Climate models are a key technology for predicting the effects of climate change. By simulating Earth’s climate, scientists and policymakers can estimate conditions such as sea level rise, flooding and temperature increases and make decisions about the appropriate response. However, current climate models struggle to provide this information quickly and cheaply to be useful at smaller scales, such as the size of a city.
Now the authors of A new public document published in found a method to utilize machine learning to leverage the benefits of current climate models while reducing the computational costs needed to run them.
“This turns traditional wisdom upside down,” says Sai Ravela, principal scientist in MIT’s Department of Earth, Atmospheric and Planetary Sciences (EAPS), who wrote the paper with EAPS postdoctoral fellow Anamitra Saha.
Classic wisdom
In climate modeling, downscaling is the process of using a coarse-resolution global climate model to generate finer details in smaller regions. Imagine a digital image: the global model is a vast image of the world with a compact number of pixels. To reduce scale, zoom in only on the part of the photo you want to look at – for example, Boston. However, since the original photo was low resolution, the up-to-date version is blurry; doesn’t provide enough detail to be particularly useful.
“If you go from coarse resolution to fine resolution, you have to add information in some way,” explains Saha. Downscaling involves adding this information back by filling in the missing pixels. “Adding information can happen in two ways: either it can come from theory, or it can come from data.”

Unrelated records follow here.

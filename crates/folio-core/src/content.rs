//! Content record types: portfolio projects and writing posts.

use chrono::{DateTime, FixedOffset, NaiveDate, NaiveDateTime, TimeZone, Utc};
use serde::{Deserialize, Serialize};

/// One source variant of a video reel.
#[derive(Debug, Clone, PartialEq, Serialize, Deserialize)]
pub struct ReelSource {
    /// Asset path or URL.
    pub src: String,

    /// MIME type, e.g. `video/mp4`.
    #[serde(rename = "type")]
    pub mime_type: String,
}

/// Short video showreel attached to a project.
#[derive(Debug, Clone, PartialEq, Serialize, Deserialize)]
#[serde(rename_all = "camelCase")]
pub struct ReelAsset {
    /// Poster image shown before playback.
    pub poster: String,

    /// Source variants in preference order. Must not be empty.
    pub sources: Vec<ReelSource>,

    pub width: u32,
    pub height: u32,

    /// Duration in seconds, when known.
    #[serde(default, skip_serializing_if = "Option::is_none")]
    pub duration_sec: Option<f64>,
}

/// Interactive 3D model attached to a project.
#[derive(Debug, Clone, PartialEq, Serialize, Deserialize)]
#[serde(rename_all = "camelCase")]
pub struct ThreeAsset {
    /// Model path (glTF/GLB).
    pub model: String,

    /// Whether the model uses Draco-compressed geometry.
    #[serde(default, skip_serializing_if = "Option::is_none")]
    pub draco: Option<bool>,

    /// Still image used when WebGL is unavailable.
    pub fallback_image: String,

    pub width: u32,
    pub height: u32,

    /// Alternative text for the model and its fallback.
    pub alt: String,
}

/// Labelled link to an external resource.
#[derive(Debug, Clone, PartialEq, Eq, Serialize, Deserialize)]
pub struct ExternalLink {
    pub label: String,
    pub url: String,
}

impl ExternalLink {
    pub fn new(label: impl Into<String>, url: impl Into<String>) -> Self {
        Self {
            label: label.into(),
            url: url.into(),
        }
    }
}

/// A portfolio case study.
#[derive(Debug, Clone, PartialEq, Serialize, Deserialize)]
pub struct Project {
    /// URL-safe identifier; also the route segment under `/projects/`.
    pub slug: String,

    pub title: String,
    pub role: String,
    pub timeframe: String,

    /// Technology names in display order.
    pub stack: Vec<String>,

    pub problem: String,
    pub approach: String,
    pub outcomes: String,
    pub impact: String,

    #[serde(default)]
    pub reel: Option<ReelAsset>,

    #[serde(default)]
    pub three: Option<ThreeAsset>,

    #[serde(default)]
    pub links: Vec<ExternalLink>,

    /// Display prioritization hint.
    #[serde(default)]
    pub featured: bool,
}

impl Project {
    /// Whether a reel or a 3D model is attached.
    pub fn has_media(&self) -> bool {
        self.reel.is_some() || self.three.is_some()
    }

    /// Stack joined for a single metadata line.
    pub fn stack_label(&self) -> String {
        self.stack.join(", ")
    }
}

/// Index entry for an externally hosted article.
#[derive(Debug, Clone, PartialEq, Eq, Serialize, Deserialize)]
pub struct WritingPost {
    pub slug: String,
    pub title: String,
    pub excerpt: String,

    /// Publication date as written in the source record.
    #[serde(rename = "dateISO")]
    pub date_iso: String,

    #[serde(default)]
    pub tags: Vec<String>,

    /// Where the article actually lives.
    pub url: String,
}

impl WritingPost {
    /// Publication date, or `None` if `date_iso` does not parse.
    pub fn published_at(&self) -> Option<DateTime<Utc>> {
        parse_date(&self.date_iso)
    }
}

/// Parse a date using the ECMAScript date-time string format.
///
/// Accepts `YYYY`, `YYYY-MM` and `YYYY-MM-DD` (also with a signed six-digit
/// year such as `+002025`), optionally followed by `THH:mm`, `THH:mm:ss` or
/// `THH:mm:ss.sss` and then `Z` or a `±HH:mm` offset. A missing month or day
/// is `01`, a missing time is midnight, and a missing offset is UTC.
/// `T24:00` denotes midnight at the end of the day.
pub fn parse_date(value: &str) -> Option<DateTime<Utc>> {
    let value = value.trim();

    if let Ok(dt) = DateTime::parse_from_rfc3339(value) {
        return Some(dt.with_timezone(&Utc));
    }

    let (date_part, time_part) = match value.split_once('T') {
        Some((date, time)) => (date, Some(time)),
        None => (value, None),
    };

    let date = parse_calendar_date(date_part)?;
    let Some(time_part) = time_part else {
        return date.and_hms_opt(0, 0, 0).map(|naive| naive.and_utc());
    };

    let (clock, offset) = split_offset(time_part)?;
    let naive = parse_clock(date, clock)?;
    offset
        .from_local_datetime(&naive)
        .single()
        .map(|dt| dt.with_timezone(&Utc))
}

/// Exactly `len` ASCII digits.
fn digits(s: &str, len: usize) -> Option<u32> {
    if s.len() == len && s.bytes().all(|b| b.is_ascii_digit()) {
        s.parse().ok()
    } else {
        None
    }
}

fn parse_calendar_date(s: &str) -> Option<NaiveDate> {
    let (year, rest) = match s.as_bytes().first()? {
        b'+' | b'-' => {
            let year = i32::try_from(digits(s.get(1..7)?, 6)?).ok()?;
            // -000000 is not a valid year
            if s.starts_with('-') && year == 0 {
                return None;
            }
            let year = if s.starts_with('-') { -year } else { year };
            (year, &s[7..])
        }
        _ => (i32::try_from(digits(s.get(..4)?, 4)?).ok()?, &s[4..]),
    };

    let (month, day) = if rest.is_empty() {
        (1, 1)
    } else {
        let rest = rest.strip_prefix('-')?;
        match rest.split_once('-') {
            Some((month, day)) => (digits(month, 2)?, digits(day, 2)?),
            None => (digits(rest, 2)?, 1),
        }
    };

    NaiveDate::from_ymd_opt(year, month, day)
}

/// Split `HH:mm[:ss[.sss]]` from a trailing `Z` or `±HH:mm`.
fn split_offset(s: &str) -> Option<(&str, FixedOffset)> {
    if let Some(clock) = s.strip_suffix('Z') {
        return Some((clock, FixedOffset::east_opt(0)?));
    }

    match s.rfind(['+', '-']) {
        Some(pos) => {
            let (clock, offset) = s.split_at(pos);
            let (hours, minutes) = offset[1..].split_once(':')?;
            let (hours, minutes) = (digits(hours, 2)?, digits(minutes, 2)?);
            if hours > 23 || minutes > 59 {
                return None;
            }
            let seconds = (hours * 3600 + minutes * 60) as i32;
            let offset = if offset.starts_with('-') {
                FixedOffset::west_opt(seconds)?
            } else {
                FixedOffset::east_opt(seconds)?
            };
            Some((clock, offset))
        }
        None => Some((s, FixedOffset::east_opt(0)?)),
    }
}

fn parse_clock(date: NaiveDate, s: &str) -> Option<NaiveDateTime> {
    let (hms, fraction) = match s.split_once('.') {
        Some((hms, fraction)) => (hms, Some(fraction)),
        None => (s, None),
    };

    let mut fields = hms.split(':');
    let hour = digits(fields.next()?, 2)?;
    let minute = digits(fields.next()?, 2)?;
    let second = match fields.next() {
        Some(second) => digits(second, 2)?,
        None if fraction.is_some() => return None,
        None => 0,
    };
    if fields.next().is_some() {
        return None;
    }

    let nanos = match fraction {
        Some(f) if !f.is_empty() && f.len() <= 9 && f.bytes().all(|b| b.is_ascii_digit()) => {
            f.parse::<u32>().ok()? * 10u32.pow(9 - f.len() as u32)
        }
        Some(_) => return None,
        None => 0,
    };

    if hour == 24 {
        return (minute == 0 && second == 0 && nanos == 0)
            .then(|| date.succ_opt())
            .flatten()
            .and_then(|next| next.and_hms_opt(0, 0, 0));
    }

    date.and_hms_nano_opt(hour, minute, second, nanos)
}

Conventional downscaling often involves taking models built on physics (such as the process of air rising, cooling and condensation, or the landscape of an area) and supplementing it with statistical data drawn from historical observations. However, this method is computationally intensive: it takes a lot of time and computing power to run, and at the same time is steep.
A little bit of both
In their up-to-date paper, Saha and Ravela found a way to add data in a different way. They used a machine learning technique called adversarial learning. It uses two machines: one generates data that goes to our photo. But the second machine evaluates the sample by comparing it with the actual data. If it thinks the image is fraudulent, the first machine must try again until it convinces the second machine. The end goal of the process is to create super-resolution data.
The utilize of machine learning techniques such as adversarial learning is not a up-to-date idea in climate modeling; currently struggling with the inability to deal with a lot of basic physics topics, such as the laws of conservation. Scientists found that simplifying the physics and supplementing it with statistics from historical data was enough to get the results they needed.

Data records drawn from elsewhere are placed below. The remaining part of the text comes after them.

//! Built-in portfolio content.
//!
//! Declaration order here is the order every listing, slug enumeration and
//! carousel uses.

use crate::content::{ExternalLink, Project, WritingPost};

fn stack(items: &[&str]) -> Vec<String> {
    items.iter().map(|s| (*s).to_string()).collect()
}

fn links(items: &[(&str, &str)]) -> Vec<ExternalLink> {
    items
        .iter()
        .map(|(label, url)| ExternalLink::new(*label, *url))
        .collect()
}

#[allow(clippy::too_many_arguments)]
fn project(
    slug: &str,
    title: &str,
    role: &str,
    timeframe: &str,
    tech: &[&str],
    [problem, approach, outcomes, impact]: [&str; 4],
    link_list: &[(&str, &str)],
    featured: bool,
) -> Project {
    Project {
        slug: slug.to_string(),
        title: title.to_string(),
        role: role.to_string(),
        timeframe: timeframe.to_string(),
        stack: stack(tech),
        problem: problem.to_string(),
        approach: approach.to_string(),
        outcomes: outcomes.to_string(),
        impact: impact.to_string(),
        reel: None,
        three: None,
        links: links(link_list),
        featured,
    }
}

/// Every project, in display order.
pub fn projects() -> Vec<Project> {
    vec![
        skin_disease_detection(),
        environmental_data_analysis(),
        robot_fish(),
        alpha(),
        beta(),
        gamma(),
        delta(),
        epsilon(),
        zeta(),
        eta(),
        theta(),
    ]
}

/// Every writing post, in display order.
pub fn writing_posts() -> Vec<WritingPost> {
    vec![post_typography(), post_a11y()]
}

fn skin_disease_detection() -> Project {
    project(
        "skin-disease-detection",
        "Skin Disease Detection",
        "Full Stack Engineer",
        "2025",
        &["TensorFlow", "Keras", "MobileNetV2", "Python", "React"],
        [
            "Dermatological conditions require quick and accurate diagnosis, which can be slow or inaccessible in some regions.",
            "Engineered a CNN-based image classification model trained on 5,000+ dermatology images using Transfer Learning (MobileNetV2).",
            "Achieved 89% validation accuracy across 4 conditions and reduced diagnostic review time by 70%.",
            "Demonstrated potential for accessible AI-driven healthcare diagnostics.",
        ],
        &[
            ("Live Demo", "https://dermavision-12-sci-k.vercel.app"),
            ("GitHub", "https://github.com/batman-is-dark"),
        ],
        true,
    )
}

fn environmental_data_analysis() -> Project {
    project(
        "environmental-data-analysis",
        "Environmental Data Analysis",
        "Data Analyst",
        "2025",
        &["Python", "Pandas", "NLTK", "Power BI", "PRAW"],
        [
            "Understanding public sentiment on environmental topics requires analyzing vast amounts of unstructured social media data.",
            "Developed an automated pipeline to scrape and clean 10,000+ Reddit posts, applying NLP for sentiment classification.",
            "Achieved 87% classification accuracy and visualized trends via an interactive Power BI dashboard.",
            "Won 3rd Place at TechFest 2025; insights viewed by 150+ attendees.",
        ],
        &[("GitHub", "https://github.com/batman-is-dark")],
        true,
    )
}

fn robot_fish() -> Project {
    project(
        "robot-fish",
        "Autonomous Robot Fish",
        "Circuit Design Engineer",
        "2025",
        &["Arduino", "C++", "Robotics", "Circuit Design"],
        [
            "Ocean plastic pollution requires innovative, autonomous cleanup solutions.",
            "Led circuit design and logic for a robotic fish prototype, optimizing response time by 25% and guiding a 3-member team.",
            "Prototype demonstrated 95% plastic collection efficiency in tank tests.",
            "Nominated for Best Innovation Award at Innovista; delivered prototype in just 2 weeks.",
        ],
        &[],
        true,
    )
}

fn alpha() -> Project {
    project(
        "alpha",
        "Design Tokens Pipeline",
        "Lead Engineer",
        "2024",
        &["TypeScript", "Next.js", "Zod"],
        [
            "Teams themed products independently, causing drift and duplication.",
            "Introduced a schema-validated token source and automated distribution to apps.",
            "Single source of truth for tokens with CI checks.",
            "Reduced theme regressions and accelerated rollout of brand updates.",
        ],
        &[
            ("Overview", "https://example.com/tokens-pipeline"),
            ("Repository", "https://github.com/example/tokens-pipeline"),
        ],
        true,
    )
}

fn beta() -> Project {
    project(
        "beta",
        "Performance Budget CI",
        "Engineer",
        "2023",
        &["TypeScript", "Lighthouse", "GitHub Actions"],
        [
            "Pages grew heavier over time without visibility, risking LCP and CLS regressions.",
            "Added CI checks using Lighthouse CI with budgets and PR annotations for deltas.",
            "Consistent performance baselines with automated guardrails on each PR.",
            "Kept core pages under budget and prevented regressions from reaching production.",
        ],
        &[
            ("Overview", "https://example.com/perf-budget-ci"),
            ("Repository", "https://github.com/example/perf-budget-ci"),
        ],
        false,
    )
}

fn gamma() -> Project {
    project(
        "gamma",
        "Design System Audit Toolkit",
        "Engineer",
        "2022",
        &["TypeScript", "Node.js", "CLI"],
        [
            "Legacy apps drifted from the design system with no objective way to quantify gaps.",
            "Built a CLI to scan codebases for token and component usage, generating actionable reports.",
            "Clear adoption metrics and prioritized backlogs per team.",
            "Improved consistency and reduced UI maintenance overhead.",
        ],
        &[
            ("Overview", "https://example.com/ds-audit"),
            ("Repository", "https://github.com/example/ds-audit"),
        ],
        false,
    )
}

fn delta() -> Project {
    project(
        "delta",
        "Image Classification Model",
        "ML Engineer",
        "2024",
        &["Python", "TensorFlow", "OpenCV", "FastAPI"],
        [
            "Medical imaging dataset lacked automated classification, requiring manual expert review for thousands of images.",
            "Built CNN-based classification model with transfer learning using ResNet50, achieving 94% accuracy on validation set.",
            "Reduced manual review time by 80% while maintaining diagnostic accuracy.",
            "Deployed API serving 10K+ predictions daily with <100ms latency.",
        ],
        &[
            ("Paper", "https://example.com/image-classification"),
            ("GitHub", "https://github.com/example/image-classifier"),
        ],
        true,
    )
}

fn epsilon() -> Project {
    project(
        "epsilon",
        "NLP Sentiment Analyzer",
        "Data Scientist",
        "2024",
        &["Python", "PyTorch", "BERT", "Hugging Face", "Docker"],
        [
            "E-commerce platform needed real-time sentiment analysis for customer reviews across multiple languages.",
            "Fine-tuned multilingual BERT model on 500K labeled reviews, implemented batch processing pipeline.",
            "91% accuracy on test set, processing 1M reviews/hour.",
            "Enabled automated review moderation and product insights dashboard used by 50+ teams.",
        ],
        &[
            ("Demo", "https://example.com/sentiment-demo"),
            ("Blog Post", "https://example.com/sentiment-blog"),
        ],
        true,
    )
}

fn zeta() -> Project {
    project(
        "zeta",
        "Time Series Forecasting System",
        "ML Engineer",
        "2023",
        &["Python", "Prophet", "LSTM", "Pandas", "Streamlit"],
        [
            "Supply chain team lacked accurate demand forecasting, leading to 30% inventory waste.",
            "Developed ensemble model combining Prophet and LSTM, capturing seasonal patterns and long-term trends.",
            "Reduced forecast error (MAPE) from 45% to 12% across 500+ SKUs.",
            "Saved $2M annually through optimized inventory management and reduced waste.",
        ],
        &[
            ("Case Study", "https://example.com/forecasting-case"),
            ("Dashboard", "https://example.com/forecasting-dash"),
        ],
        false,
    )
}

fn eta() -> Project {
    project(
        "eta",
        "Object Detection Pipeline",
        "Computer Vision Engineer",
        "2023",
        &["Python", "YOLOv8", "PyTorch", "OpenCV", "AWS"],
        [
            "Security system required real-time object detection for 100+ camera feeds with low latency.",
            "Optimized YOLOv8 model with quantization, deployed on edge devices with cloud fallback for complex scenes.",
            "Achieved 60 FPS processing with 88% mAP on custom dataset.",
            "Reduced false alarms by 75% and enabled automated threat detection across facilities.",
        ],
        &[
            ("Technical Report", "https://example.com/object-detection"),
            ("GitHub", "https://github.com/example/yolo-pipeline"),
        ],
        true,
    )
}

fn theta() -> Project {
    project(
        "theta",
        "Recommendation Engine",
        "ML Engineer",
        "2022",
        &["Python", "Scikit-learn", "Redis", "FastAPI", "PostgreSQL"],
        [
            "Content platform had 15% click-through rate on recommendations, users complained about irrelevant suggestions.",
            "Built hybrid recommender combining collaborative filtering and content-based features with real-time update pipeline.",
            "Increased CTR to 42% and average session time by 3.5 minutes.",
            "Generated 25% revenue increase through better content discovery and user retention.",
        ],
        &[
            ("Article", "https://example.com/recommendation-engine"),
            ("Presentation", "https://example.com/rec-slides"),
        ],
        false,
    )
}

fn post_typography() -> WritingPost {
    WritingPost {
        slug: "post-typography".to_string(),
        title: "Practical typography for design systems".to_string(),
        excerpt: "A minimalist type scale that maps cleanly to tokens without overfitting components."
            .to_string(),
        date_iso: "2025-11-04T00:00:00.000Z".to_string(),
        tags: stack(&["design-system", "typography"]),
        url: "https://example.com/writing/practical-typography".to_string(),
    }
}

fn post_a11y() -> WritingPost {
    WritingPost {
        slug: "post-a11y".to_string(),
        title: "Accessible motion defaults".to_string(),
        excerpt: "Respect reduced-motion while keeping UI responsive and intentional.".to_string(),
        date_iso: "2025-11-04T00:00:00.000Z".to_string(),
        tags: stack(&["accessibility", "motion"]),
        url: "https://example.com/writing/accessible-motion".to_string(),
    }
}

“If you enrich machine learning with some information from statistics and simplified physics, suddenly it becomes magical,” Ravela says. He and Saha began by estimating the amount of extreme rainfall, removing more intricate physical equations and focusing on water vapor and land topography. They then generated overall rainfall patterns for both mountainous Denver and flat Chicago, using historical calculations to correct the results. “It gives us extremes, like physics, at a much lower cost. It gives us statistical-like speeds, but at a much higher resolution.”
Another unexpected benefit of the results was that little training data was required. “The fact that all it took was a little bit of physics and a little bit of statistics to improve ML performance [machine learning] the model… was actually not obvious from the beginning,” says Saha. Training only takes a few hours and you can get results in minutes, which is an improvement over the months it takes other models to run.
Quick risk assessment
The ability to run models quickly and frequently is a key requirement for stakeholders such as insurance companies and local policymakers. Ravela gives the example of Bangladesh: by seeing how extreme weather events will affect the country, decisions about what crops should be grown or where the population should migrate can be made as quickly as possible given a very wide range of conditions and uncertainties .
“We can’t wait months or years to be able to quantify this risk,” he says. “You have to look far into the future and pay attention to many uncertainties to be able to tell which decision might be the right one.”
While the current model only accounts for extreme rainfall events, the next step in the project is to train it for other critical events such as tropical storms, winds and temperature. With Ravel’s more hearty model, he hopes to apply it to other places, such as Boston and Puerto Rico, as part of the project Project “Grand Climate Challenges”..
“We are very excited about both the methodology we have developed and the potential applications it can lead to,” he says.